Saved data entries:

[Start of Attachment]

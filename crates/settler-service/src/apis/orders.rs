//! Order API handlers.
//!
//! Order creation and retrieval. These sit at the edge of this engine's
//! ownership: orders are created here in `pending` state and read back by
//! clients polling for settlement.

use crate::server::AppState;
use axum::extract::{Path, State};
use axum::http::StatusCode;
use axum::response::Json;
use settler_core::EngineError;
use settler_types::{ApiError, CreateOrderRequest, Order};

/// Handles POST /api/orders requests.
pub async fn create_order(
	State(state): State<AppState>,
	Json(request): Json<CreateOrderRequest>,
) -> Result<(StatusCode, Json<Order>), ApiError> {
	match state.engine.create_order(request).await {
		Ok(order) => Ok((StatusCode::CREATED, Json(order))),
		Err(e) => {
			tracing::warn!(error = %e, "Order creation failed");
			Err(engine_error_to_api(e))
		},
	}
}

/// Handles GET /api/orders/{id} requests.
pub async fn get_order(
	Path(id): Path<String>,
	State(state): State<AppState>,
) -> Result<Json<Order>, ApiError> {
	match state.engine.get_order(&id).await {
		Ok(order) => Ok(Json(order)),
		Err(e) => Err(engine_error_to_api(e)),
	}
}

/// Maps engine errors onto the stable API error set.
pub(crate) fn engine_error_to_api(e: EngineError) -> ApiError {
	match e {
		EngineError::Validation(message) => ApiError::BadRequest {
			error_type: "validation".to_string(),
			message,
		},
		EngineError::NotFound(id) => ApiError::NotFound {
			error_type: "order_not_found".to_string(),
			message: format!("Order {} does not exist", id),
		},
		EngineError::CardNotConfigured => ApiError::ServiceUnavailable {
			error_type: "card_not_configured".to_string(),
			message: "Card payments are not available".to_string(),
			retry_after: None,
		},
		EngineError::Gateway(gateway) => crate::apis::payments::gateway_error_to_api(gateway),
		EngineError::Config(_) | EngineError::Service(_) => ApiError::Internal {
			error_type: "internal".to_string(),
			message: "Internal server error".to_string(),
		},
	}
}
//! Order types for the settlement engine.
//!
//! An order is the unit of settlement. It is created in `pending` state by
//! the order-creation collaborator, mutated only by this engine until it
//! reaches `confirmed`, and owned by the order-management collaborators from
//! then on. It is never deleted by this engine.

use rust_decimal::Decimal;
use serde::{Deserialize, Serialize};
use std::fmt;

/// A single product line captured at order creation time.
///
/// The unit price is a snapshot. Catalog price changes after the order
/// exists must not alter what the buyer owes.
#[derive(Debug, Clone, PartialEq, Serialize, Deserialize)]
pub struct LineItem {
	/// Reference to the purchased product.
	pub product_id: String,
	/// Number of units, at least 1.
	pub quantity: u32,
	/// Unit price at creation time, in the order's currency.
	pub unit_price: Decimal,
}

impl LineItem {
	/// Line subtotal: quantity times the snapshotted unit price.
	pub fn subtotal(&self) -> Decimal {
		Decimal::from(self.quantity) * self.unit_price
	}
}

/// The order record.
#[derive(Debug, Clone, Serialize, Deserialize)]
pub struct Order {
	/// Unique identifier, generated at creation, immutable.
	pub id: String,
	/// Identifier of the buying user; owned by the auth collaborator.
	pub buyer_id: String,
	/// Buyer contact for receipt dispatch, when known at creation.
	#[serde(skip_serializing_if = "Option::is_none")]
	pub buyer_email: Option<String>,
	/// Product lines captured at creation time.
	pub line_items: Vec<LineItem>,
	/// Sum of line subtotals, computed once at creation and never
	/// recomputed from live product data.
	pub total_amount: Decimal,
	/// Settlement currency code.
	pub currency: String,
	/// Current lifecycle status.
	pub status: OrderStatus,
	/// Payment network transaction identifier. Set once, on the first
	/// successful settlement, and never overwritten; this is the
	/// idempotency key for duplicate callbacks.
	#[serde(skip_serializing_if = "Option::is_none")]
	pub payment_reference: Option<String>,
	/// Delivery address captured at creation.
	pub shipping_address: String,
	/// Creation timestamp, unix seconds.
	pub created_at: u64,
	/// Last update timestamp, unix seconds.
	pub updated_at: u64,
}

impl Order {
	/// True while the order can still be settled by a payment callback.
	pub fn awaiting_payment(&self) -> bool {
		self.status == OrderStatus::Pending
	}
}

/// Status of an order in the settlement lifecycle.
///
/// Only the `Pending -> Confirmed` edge is driven by this engine; later
/// transitions belong to the order-management collaborators.
#[derive(Debug, Clone, Copy, PartialEq, Eq, Hash, Serialize, Deserialize)]
#[serde(rename_all = "lowercase")]
pub enum OrderStatus {
	/// Created, awaiting payment.
	Pending,
	/// Payment confirmed by the payment network.
	Confirmed,
	/// Handed to fulfilment.
	Shipped,
	/// Delivered to the buyer.
	Delivered,
	/// Cancelled before fulfilment.
	Cancelled,
}

impl fmt::Display for OrderStatus {
	fn fmt(&self, f: &mut fmt::Formatter<'_>) -> fmt::Result {
		match self {
			OrderStatus::Pending => write!(f, "pending"),
			OrderStatus::Confirmed => write!(f, "confirmed"),
			OrderStatus::Shipped => write!(f, "shipped"),
			OrderStatus::Delivered => write!(f, "delivered"),
			OrderStatus::Cancelled => write!(f, "cancelled"),
		}
	}
}

#[cfg(test)]
mod tests {
	use super::*;
	use rust_decimal::Decimal;

	#[test]
	fn test_line_item_subtotal() {
		let item = LineItem {
			product_id: "sku-1".to_string(),
			quantity: 3,
			unit_price: Decimal::new(2550, 2), // 25.50
		};
		assert_eq!(item.subtotal(), Decimal::new(7650, 2));
	}

	#[test]
	fn test_status_serializes_lowercase() {
		let json = serde_json::to_string(&OrderStatus::Confirmed).unwrap();
		assert_eq!(json, "\"confirmed\"");
		let back: OrderStatus = serde_json::from_str("\"pending\"").unwrap();
		assert_eq!(back, OrderStatus::Pending);
	}

	#[test]
	fn test_awaiting_payment() {
		let mut order = Order {
			id: "o1".to_string(),
			buyer_id: "b1".to_string(),
			buyer_email: None,
			line_items: vec![],
			total_amount: Decimal::ZERO,
			currency: "KES".to_string(),
			status: OrderStatus::Pending,
			payment_reference: None,
			shipping_address: "Nairobi".to_string(),
			created_at: 0,
			updated_at: 0,
		};
		assert!(order.awaiting_payment());
		order.status = OrderStatus::Confirmed;
		assert!(!order.awaiting_payment());
	}
}
//! Core engine for the payment correlation and order settlement system.
//!
//! The engine composes the services around the two independent legs of the
//! payment protocol: initiation (order -> token -> payload -> network) and
//! correlation (callback -> reference -> order -> idempotent transition).
//! The legs share nothing but the persisted order record; the event loop
//! in [`SettlerEngine::run`] turns settlement events into receipt dispatch
//! without ever blocking the callback acknowledgment.

use rust_decimal::Decimal;
use settler_auth::AuthService;
use settler_config::Config;
use settler_gateway::{CardGatewayInterface, GatewayError, GatewayService, InitiationReceipt};
use settler_notify::NotifierService;
use settler_settlement::CorrelatorService;
use settler_types::{
	CreateOrderRequest, InitiatePaymentRequest, LineItem, Order, SettlementEvent, SettlerEvent,
};
use std::sync::Arc;
use thiserror::Error;
use tokio::sync::broadcast;

pub mod builder;
pub mod event_bus;
pub mod handlers;
pub mod state;

pub use builder::{SettlerBuilder, SettlerFactories};
pub use event_bus::EventBus;
pub use handlers::{
	CallbackDisposition, PaymentError, PaymentHandler, SettlementHandler, SettlementHandlerError,
};
pub use state::{OrderStore, OrderStoreError, TransitionOutcome};

/// Errors that can occur during engine operations.
#[derive(Debug, Error)]
pub enum EngineError {
	/// Error related to configuration or wiring.
	#[error("Configuration error: {0}")]
	Config(String),
	/// Error from one of the engine services.
	#[error("Service error: {0}")]
	Service(String),
	/// A request failed validation.
	#[error("Validation error: {0}")]
	Validation(String),
	/// A referenced entity does not exist.
	#[error("Not found: {0}")]
	NotFound(String),
	/// The card payment path is not configured for this deployment.
	#[error("Card payments are not configured")]
	CardNotConfigured,
	/// Error from the card payment provider.
	#[error(transparent)]
	Gateway(#[from] GatewayError),
}

/// Main engine coordinating order settlement.
pub struct SettlerEngine {
	config: Config,
	orders: Arc<OrderStore>,
	notifier: Arc<NotifierService>,
	card: Option<Arc<dyn CardGatewayInterface>>,
	event_bus: EventBus,
	payment_handler: Arc<PaymentHandler>,
	settlement_handler: Arc<SettlementHandler>,
}

impl SettlerEngine {
	/// Creates a new engine from its composed services.
	#[allow(clippy::too_many_arguments)]
	pub fn new(
		config: Config,
		orders: Arc<OrderStore>,
		auth: Arc<AuthService>,
		gateway: Arc<GatewayService>,
		correlator: Arc<CorrelatorService>,
		card: Option<Arc<dyn CardGatewayInterface>>,
		notifier: Arc<NotifierService>,
		event_bus: EventBus,
		callback_url: String,
	) -> Self {
		let payment_handler = Arc::new(PaymentHandler::new(
			Arc::clone(&orders),
			auth,
			gateway,
			config.mpesa.shortcode.clone(),
			config.mpesa.passkey.clone(),
			callback_url,
			event_bus.clone(),
		));

		let settlement_handler = Arc::new(SettlementHandler::new(
			Arc::clone(&orders),
			correlator,
			event_bus.clone(),
		));

		Self {
			config,
			orders,
			notifier,
			card,
			event_bus,
			payment_handler,
			settlement_handler,
		}
	}

	/// The engine's configuration.
	pub fn config(&self) -> &Config {
		&self.config
	}

	/// The engine's event bus.
	pub fn event_bus(&self) -> &EventBus {
		&self.event_bus
	}

	/// Creates a new order in `pending` state.
	pub async fn create_order(&self, request: CreateOrderRequest) -> Result<Order, EngineError> {
		if request.buyer_id.trim().is_empty() {
			return Err(EngineError::Validation("buyerId must not be empty".to_string()));
		}
		if request.shipping_address.trim().is_empty() {
			return Err(EngineError::Validation(
				"shippingAddress must not be empty".to_string(),
			));
		}

		let line_items = request
			.line_items
			.into_iter()
			.map(|item| LineItem {
				product_id: item.product_id,
				quantity: item.quantity,
				unit_price: item.unit_price,
			})
			.collect();

		self.orders
			.create_order(
				request.buyer_id,
				request.buyer_email,
				line_items,
				request.shipping_address,
			)
			.await
			.map_err(|e| match e {
				OrderStoreError::InvalidOrder(msg) => EngineError::Validation(msg),
				OrderStoreError::NotFound(id) => EngineError::NotFound(id),
				OrderStoreError::Storage(msg) => EngineError::Service(msg),
			})
	}

	/// Retrieves an order by id.
	pub async fn get_order(&self, order_id: &str) -> Result<Order, EngineError> {
		self.orders.get_order(order_id).await.map_err(|e| match e {
			OrderStoreError::NotFound(id) => EngineError::NotFound(id),
			other => EngineError::Service(other.to_string()),
		})
	}

	/// Initiates a mobile payment for an order. Does not mutate the order.
	pub async fn initiate_payment(
		&self,
		request: &InitiatePaymentRequest,
	) -> Result<InitiationReceipt, PaymentError> {
		self.payment_handler.initiate(request).await
	}

	/// Processes an inbound payment-network callback.
	pub async fn handle_callback(
		&self,
		body: &serde_json::Value,
	) -> Result<CallbackDisposition, SettlementHandlerError> {
		self.settlement_handler.handle_callback(body).await
	}

	/// Creates a card payment intent through the synchronous path.
	pub async fn create_payment_intent(&self, amount: Decimal) -> Result<String, EngineError> {
		let card = self.card.as_ref().ok_or(EngineError::CardNotConfigured)?;
		Ok(card.create_payment_intent(amount).await?)
	}

	/// Runs the settlement event loop.
	///
	/// Consumes settlement events and dispatches the receipt notifier for
	/// each `Settled` event, which fires at most once per order, on the
	/// transition edge only. Must be running for receipts to go out.
	pub async fn run(&self) -> Result<(), EngineError> {
		let mut events = self.event_bus.subscribe();
		tracing::info!("Settlement event loop started");

		loop {
			match events.recv().await {
				Ok(SettlerEvent::Settlement(SettlementEvent::Settled { order_id, .. })) => {
					self.dispatch_receipt(order_id);
				},
				Ok(_) => {},
				Err(broadcast::error::RecvError::Lagged(missed)) => {
					tracing::warn!(missed, "Settlement event loop lagged behind publishers");
				},
				Err(broadcast::error::RecvError::Closed) => break,
			}
		}

		tracing::info!("Settlement event loop stopped");
		Ok(())
	}

	/// Dispatches the receipt for a settled order on a separate task.
	///
	/// Failure is logged and swallowed: settlement truth lives in the
	/// order record, not in the notification's success.
	fn dispatch_receipt(&self, order_id: String) {
		let orders = Arc::clone(&self.orders);
		let notifier = Arc::clone(&self.notifier);
		let event_bus = self.event_bus.clone();

		tokio::spawn(async move {
			let order = match orders.get_order(&order_id).await {
				Ok(order) => order,
				Err(e) => {
					tracing::error!(
						order_id = %order_id,
						error = %e,
						"Receipt dispatch could not load order"
					);
					return;
				},
			};

			match notifier.dispatch_receipt(&order).await {
				Ok(()) => {
					event_bus
						.publish(SettlerEvent::Settlement(SettlementEvent::ReceiptDispatched {
							order_id,
						}))
						.ok();
				},
				Err(e) => {
					tracing::error!(
						order_id = %order_id,
						error = %e,
						"Receipt dispatch failed; order remains confirmed"
					);
				},
			}
		});
	}
}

[End of Attachment]

### [Required work]
Tally how many lines of the records hold the word "GatewayError". Answer with the number only.

### [Exercise solution]
2